(DATA TO USE)

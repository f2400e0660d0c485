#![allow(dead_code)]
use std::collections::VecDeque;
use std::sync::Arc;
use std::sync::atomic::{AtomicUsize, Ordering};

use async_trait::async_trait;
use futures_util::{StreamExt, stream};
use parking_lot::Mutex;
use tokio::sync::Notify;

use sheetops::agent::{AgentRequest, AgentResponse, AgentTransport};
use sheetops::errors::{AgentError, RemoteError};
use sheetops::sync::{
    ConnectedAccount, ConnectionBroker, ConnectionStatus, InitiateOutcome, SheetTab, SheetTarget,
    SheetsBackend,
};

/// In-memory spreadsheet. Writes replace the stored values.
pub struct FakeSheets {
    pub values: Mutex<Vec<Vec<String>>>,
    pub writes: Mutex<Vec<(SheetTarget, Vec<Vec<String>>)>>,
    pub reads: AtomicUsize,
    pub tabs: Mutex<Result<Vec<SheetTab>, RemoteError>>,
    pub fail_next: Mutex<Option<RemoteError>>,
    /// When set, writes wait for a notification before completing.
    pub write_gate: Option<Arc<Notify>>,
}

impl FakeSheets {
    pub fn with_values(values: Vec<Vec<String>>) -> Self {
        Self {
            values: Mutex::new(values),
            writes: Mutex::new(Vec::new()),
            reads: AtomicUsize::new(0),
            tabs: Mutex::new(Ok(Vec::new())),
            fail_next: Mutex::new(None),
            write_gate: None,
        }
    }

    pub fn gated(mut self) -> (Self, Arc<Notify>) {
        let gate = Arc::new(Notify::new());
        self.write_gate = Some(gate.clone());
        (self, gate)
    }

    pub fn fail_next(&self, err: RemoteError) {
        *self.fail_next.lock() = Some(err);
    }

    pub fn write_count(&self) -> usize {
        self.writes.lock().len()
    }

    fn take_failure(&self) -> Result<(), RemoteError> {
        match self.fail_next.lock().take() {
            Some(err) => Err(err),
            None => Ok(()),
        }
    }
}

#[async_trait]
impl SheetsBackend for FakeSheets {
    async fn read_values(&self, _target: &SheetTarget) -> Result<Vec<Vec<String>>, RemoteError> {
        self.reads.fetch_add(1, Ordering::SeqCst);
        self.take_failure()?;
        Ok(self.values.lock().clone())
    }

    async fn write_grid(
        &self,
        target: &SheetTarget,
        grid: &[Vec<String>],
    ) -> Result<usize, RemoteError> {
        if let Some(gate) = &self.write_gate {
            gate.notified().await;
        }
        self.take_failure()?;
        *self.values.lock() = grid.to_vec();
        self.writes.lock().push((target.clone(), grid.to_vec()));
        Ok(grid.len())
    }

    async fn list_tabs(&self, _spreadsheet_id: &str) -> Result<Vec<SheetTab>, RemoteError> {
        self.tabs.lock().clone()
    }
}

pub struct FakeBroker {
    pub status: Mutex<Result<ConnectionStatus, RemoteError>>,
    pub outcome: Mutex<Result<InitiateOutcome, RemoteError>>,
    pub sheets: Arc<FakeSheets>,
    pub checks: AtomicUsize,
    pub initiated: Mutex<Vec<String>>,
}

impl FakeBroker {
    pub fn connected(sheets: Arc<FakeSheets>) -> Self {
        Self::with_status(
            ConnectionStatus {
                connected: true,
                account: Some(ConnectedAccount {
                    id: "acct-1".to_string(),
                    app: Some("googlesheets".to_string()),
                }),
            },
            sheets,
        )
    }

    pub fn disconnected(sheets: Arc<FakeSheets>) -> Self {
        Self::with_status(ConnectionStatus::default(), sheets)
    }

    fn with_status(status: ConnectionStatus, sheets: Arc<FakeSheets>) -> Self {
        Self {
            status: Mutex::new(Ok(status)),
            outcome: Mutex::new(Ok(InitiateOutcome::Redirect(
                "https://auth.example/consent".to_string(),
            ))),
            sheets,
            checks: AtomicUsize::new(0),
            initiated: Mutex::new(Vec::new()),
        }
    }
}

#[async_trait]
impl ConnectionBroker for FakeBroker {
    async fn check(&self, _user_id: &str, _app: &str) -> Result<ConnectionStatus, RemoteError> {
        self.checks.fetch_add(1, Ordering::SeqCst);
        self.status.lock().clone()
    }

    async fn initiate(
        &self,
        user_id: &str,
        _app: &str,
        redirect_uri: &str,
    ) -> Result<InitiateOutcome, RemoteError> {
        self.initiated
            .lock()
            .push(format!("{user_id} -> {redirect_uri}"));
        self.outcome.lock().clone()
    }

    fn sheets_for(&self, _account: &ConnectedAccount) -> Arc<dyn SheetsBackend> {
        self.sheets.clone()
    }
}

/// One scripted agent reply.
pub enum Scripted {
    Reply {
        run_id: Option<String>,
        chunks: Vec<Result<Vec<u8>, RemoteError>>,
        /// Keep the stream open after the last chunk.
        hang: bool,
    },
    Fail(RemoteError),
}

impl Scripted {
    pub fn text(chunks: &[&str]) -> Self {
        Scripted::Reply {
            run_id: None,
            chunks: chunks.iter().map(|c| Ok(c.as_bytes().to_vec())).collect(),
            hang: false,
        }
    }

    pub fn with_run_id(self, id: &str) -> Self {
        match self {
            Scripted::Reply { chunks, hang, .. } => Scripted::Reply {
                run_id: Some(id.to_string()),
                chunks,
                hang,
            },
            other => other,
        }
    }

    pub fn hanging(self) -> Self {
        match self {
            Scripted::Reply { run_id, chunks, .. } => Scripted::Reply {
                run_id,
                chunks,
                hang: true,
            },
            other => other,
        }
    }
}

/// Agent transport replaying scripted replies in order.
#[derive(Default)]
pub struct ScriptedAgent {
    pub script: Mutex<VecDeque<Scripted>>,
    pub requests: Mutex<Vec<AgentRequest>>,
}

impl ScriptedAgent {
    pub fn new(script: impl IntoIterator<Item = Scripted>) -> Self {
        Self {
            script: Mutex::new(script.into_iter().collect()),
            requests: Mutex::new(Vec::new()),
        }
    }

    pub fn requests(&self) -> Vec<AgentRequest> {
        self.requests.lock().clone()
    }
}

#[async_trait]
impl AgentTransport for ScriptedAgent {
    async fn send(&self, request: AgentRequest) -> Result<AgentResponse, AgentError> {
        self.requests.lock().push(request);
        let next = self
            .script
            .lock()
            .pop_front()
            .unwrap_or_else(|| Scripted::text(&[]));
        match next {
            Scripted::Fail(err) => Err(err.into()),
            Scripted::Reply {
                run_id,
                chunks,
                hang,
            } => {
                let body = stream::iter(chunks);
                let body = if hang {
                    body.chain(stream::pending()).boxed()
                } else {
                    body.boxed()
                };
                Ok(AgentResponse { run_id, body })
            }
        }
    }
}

(End DATA TO USE)

TRY IT: Render the whole set of entries again, exactly as given.

WRITTEN REPLY:
repository f2400e0660d0c485
#![allow(dead_code)]
use std::collections::VecDeque;
use std::sync::Arc;
use std::sync::atomic::{AtomicUsize, Ordering};

use async_trait::async_trait;
use futures_util::{StreamExt, stream};
use parking_lot::Mutex;
use tokio::sync::Notify;

use sheetops::agent::{AgentRequest, AgentResponse, AgentTransport};
use sheetops::errors::{AgentError, RemoteError};
use sheetops::sync::{
    ConnectedAccount, ConnectionBroker, ConnectionStatus, InitiateOutcome, SheetTab, SheetTarget,
    SheetsBackend,
};

/// In-memory spreadsheet. Writes replace the stored values.
pub struct FakeSheets {
    pub values: Mutex<Vec<Vec<String>>>,
    pub writes: Mutex<Vec<(SheetTarget, Vec<Vec<String>>)>>,
    pub reads: AtomicUsize,
    pub tabs: Mutex<Result<Vec<SheetTab>, RemoteError>>,
    pub fail_next: Mutex<Option<RemoteError>>,
    /// When set, writes wait for a notification before completing.
    pub write_gate: Option<Arc<Notify>>,
}

impl FakeSheets {
    pub fn with_values(values: Vec<Vec<String>>) -> Self {
        Self {
            values: Mutex::new(values),
            writes: Mutex::new(Vec::new()),
            reads: AtomicUsize::new(0),
            tabs: Mutex::new(Ok(Vec::new())),
            fail_next: Mutex::new(None),
            write_gate: None,
        }
    }

    pub fn gated(mut self) -> (Self, Arc<Notify>) {
        let gate = Arc::new(Notify::new());
        self.write_gate = Some(gate.clone());
        (self, gate)
    }

    pub fn fail_next(&self, err: RemoteError) {
        *self.fail_next.lock() = Some(err);
    }

    pub fn write_count(&self) -> usize {
        self.writes.lock().len()
    }

    fn take_failure(&self) -> Result<(), RemoteError> {
        match self.fail_next.lock().take() {
            Some(err) => Err(err),
            None => Ok(()),
        }
    }
}

#[async_trait]
impl SheetsBackend for FakeSheets {
    async fn read_values(&self, _target: &SheetTarget) -> Result<Vec<Vec<String>>, RemoteError> {
        self.reads.fetch_add(1, Ordering::SeqCst);
        self.take_failure()?;
        Ok(self.values.lock().clone())
    }

    async fn write_grid(
        &self,
        target: &SheetTarget,
        grid: &[Vec<String>],
    ) -> Result<usize, RemoteError> {
        if let Some(gate) = &self.write_gate {
            gate.notified().await;
        }
        self.take_failure()?;
        *self.values.lock() = grid.to_vec();
        self.writes.lock().push((target.clone(), grid.to_vec()));
        Ok(grid.len())
    }

    async fn list_tabs(&self, _spreadsheet_id: &str) -> Result<Vec<SheetTab>, RemoteError> {
        self.tabs.lock().clone()
    }
}

pub struct FakeBroker {
    pub status: Mutex<Result<ConnectionStatus, RemoteError>>,
    pub outcome: Mutex<Result<InitiateOutcome, RemoteError>>,
    pub sheets: Arc<FakeSheets>,
    pub checks: AtomicUsize,
    pub initiated: Mutex<Vec<String>>,
}

impl FakeBroker {
    pub fn connected(sheets: Arc<FakeSheets>) -> Self {
        Self::with_status(
            ConnectionStatus {
                connected: true,
                account: Some(ConnectedAccount {
                    id: "acct-1".to_string(),
                    app: Some("googlesheets".to_string()),
                }),
            },
            sheets,
        )
    }

    pub fn disconnected(sheets: Arc<FakeSheets>) -> Self {
        Self::with_status(ConnectionStatus::default(), sheets)
    }

    fn with_status(status: ConnectionStatus, sheets: Arc<FakeSheets>) -> Self {
        Self {
            status: Mutex::new(Ok(status)),
            outcome: Mutex::new(Ok(InitiateOutcome::Redirect(
                "https://auth.example/consent".to_string(),
            ))),
            sheets,
            checks: AtomicUsize::new(0),
            initiated: Mutex::new(Vec::new()),
        }
    }
}

#[async_trait]
impl ConnectionBroker for FakeBroker {
    async fn check(&self, _user_id: &str, _app: &str) -> Result<ConnectionStatus, RemoteError> {
        self.checks.fetch_add(1, Ordering::SeqCst);
        self.status.lock().clone()
    }

    async fn initiate(
        &self,
        user_id: &str,
        _app: &str,
        redirect_uri: &str,
    ) -> Result<InitiateOutcome, RemoteError> {
        self.initiated
            .lock()
            .push(format!("{user_id} -> {redirect_uri}"));
        self.outcome.lock().clone()
    }

    fn sheets_for(&self, _account: &ConnectedAccount) -> Arc<dyn SheetsBackend> {
        self.sheets.clone()
    }
}

/// One scripted agent reply.
pub enum Scripted {
    Reply {
        run_id: Option<String>,
        chunks: Vec<Result<Vec<u8>, RemoteError>>,
        /// Keep the stream open after the last chunk.
        hang: bool,
    },
    Fail(RemoteError),
}

impl Scripted {
    pub fn text(chunks: &[&str]) -> Self {
        Scripted::Reply {
            run_id: None,
            chunks: chunks.iter().map(|c| Ok(c.as_bytes().to_vec())).collect(),
            hang: false,
        }
    }

    pub fn with_run_id(self, id: &str) -> Self {
        match self {
            Scripted::Reply { chunks, hang, .. } => Scripted::Reply {
                run_id: Some(id.to_string()),
                chunks,
                hang,
            },
            other => other,
        }
    }

    pub fn hanging(self) -> Self {
        match self {
            Scripted::Reply { run_id, chunks, .. } => Scripted::Reply {
                run_id,
                chunks,
                hang: true,
            },
            other => other,
        }
    }
}

/// Agent transport replaying scripted replies in order.
#[derive(Default)]
pub struct ScriptedAgent {
    pub script: Mutex<VecDeque<Scripted>>,
    pub requests: Mutex<Vec<AgentRequest>>,
}

impl ScriptedAgent {
    pub fn new(script: impl IntoIterator<Item = Scripted>) -> Self {
        Self {
            script: Mutex::new(script.into_iter().collect()),
            requests: Mutex::new(Vec::new()),
        }
    }

    pub fn requests(&self) -> Vec<AgentRequest> {
        self.requests.lock().clone()
    }
}

#[async_trait]
impl AgentTransport for ScriptedAgent {
    async fn send(&self, request: AgentRequest) -> Result<AgentResponse, AgentError> {
        self.requests.lock().push(request);
        let next = self
            .script
            .lock()
            .pop_front()
            .unwrap_or_else(|| Scripted::text(&[]));
        match next {
            Scripted::Fail(err) => Err(err.into()),
            Scripted::Reply {
                run_id,
                chunks,
                hang,
            } => {
                let body = stream::iter(chunks);
                let body = if hang {
                    body.chain(stream::pending()).boxed()
                } else {
                    body.boxed()
                };
                Ok(AgentResponse { run_id, body })
            }
        }
    }
}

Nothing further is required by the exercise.